### To do
Only the lines from the one with "pub use models::labels::SentimentLabel;" to the end of the data below should be given again, exactly as written.

### Dataset
------------

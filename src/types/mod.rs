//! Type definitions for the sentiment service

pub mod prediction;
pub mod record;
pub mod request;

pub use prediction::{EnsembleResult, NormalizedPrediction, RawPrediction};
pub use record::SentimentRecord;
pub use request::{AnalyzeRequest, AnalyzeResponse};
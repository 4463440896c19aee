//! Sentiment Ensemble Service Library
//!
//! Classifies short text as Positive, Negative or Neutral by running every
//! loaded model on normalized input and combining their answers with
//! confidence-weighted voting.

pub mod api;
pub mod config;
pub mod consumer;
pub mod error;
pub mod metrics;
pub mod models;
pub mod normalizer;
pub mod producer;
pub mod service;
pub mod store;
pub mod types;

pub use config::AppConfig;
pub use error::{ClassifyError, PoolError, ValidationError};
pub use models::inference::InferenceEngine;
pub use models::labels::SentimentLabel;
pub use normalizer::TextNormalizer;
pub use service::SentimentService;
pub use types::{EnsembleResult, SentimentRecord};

------------

### Your response
pub use models::labels::SentimentLabel;
pub use normalizer::TextNormalizer;
pub use service::SentimentService;
pub use types::{EnsembleResult, SentimentRecord};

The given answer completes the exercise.